The current study is different from and expands our earlier investigation in which we reported on ICU-acquired infections in patients with sepsis in several ways [9]. The present study includes a more heterogeneous population of critically ill patients with various admission reasons (rather than only sepsis) and focusses on ICU-acquired pneumonia specifically (rather than all ICU-acquired infections combined). We determined biomarker trajectories to the day pneumonia was diagnosed, and in controls to day 7 after enrollment (rather than measurements restricted during the first 4 days after ICU admission). Furthermore, this study enrolled patients from 30 hospitals, both academic and non-academic, across Europe (rather than from two academic hospitals in the Netherlands). The plasma biomarker panels reported in both studies partially overlap (IL-6, IL-8, IL-10, MMP-8, fractalkine, sE-selectin, angiopoietin-1 and -2). As compared with our previous study, in the current analyses additional inflammatory markers (procalcitonin, sTREM-1, sRAGE, tenascin-C), more (specific) endothelial cell markers (sVCAM-1, syndecan-1, sThrombomodulin) and an additional coagulation marker (sTissue factor) were measured, while platelet counts, anticoagulant proteins (antithrombin, protein C) and prothrombin time were not measured.

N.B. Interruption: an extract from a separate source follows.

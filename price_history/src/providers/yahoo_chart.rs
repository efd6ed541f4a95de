//! Yahoo Finance public chart endpoint (`/v8/finance/chart/{symbol}`).

pub mod provider;
pub mod response;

Our study has strengths and limitations. Due to the inclusion criteria the study population was relatively enriched for patients with S. aureus colonization, which may hamper generalization of results. However, adjusting for S. aureus colonization status did not change results on host response differences between cases and controls. We provide information on a large, well-defined, prospectively collected cohort including patients admitted to ICUs throughout 30 hospitals in Europe, which enhances the generalizability of the results. Nonetheless, while representative of a general ICU population, study patients comprised a heterogeneous group with various underlying diseases that may impact biomarker responses. The disease of interest, ICU-acquired pneumonia, was extensively protocol-defined and assessed daily in all enrolled patients. However, the embedding of this large investigation across multiple study sites precluded functional and/or cell-specific measurements requiring fresh samples (e.g., blood leukocyte cytokine production capacity and monocyte HLA-DR expression), and systematic sampling of the airways. Only admission types were registered and specific diagnoses for “medical” admissions were not recorded. Analyses of the biomarker trajectories were limited by the fact that 303 controls (47.9%) were not in the ICU anymore at day 7 due to discharge or death, competing risks that may impact the results in opposite directions.

Conclusions

Immune stimulatory therapy has been suggested as a novel approach to treat sepsis-induced immune suppression in order to reduce the occurrence of secondary infections and late mortality [5, 8]. We here report that critically ill patients developing ICU-acquired pneumonia show changes in plasma protein biomarkers that are indicative of a more broadly disturbed host response entailing several proinflammatory reactions prior to development of pneumonia as compared to critically ill patients who did not develop ICU-acquired pneumonia. Together, these data suggest that critically ill patients who develop pneumonia while on the ICU show heterogeneous baseline immune alterations and that the broad application of immune stimulatory therapy may be harmful in some patients. Additional observational studies should focus on identifying biological factors that may inform the personalized application of immunomodulatory (stimulation versus suppression) therapies in critically ill patients at risk of ICU-acquired infections.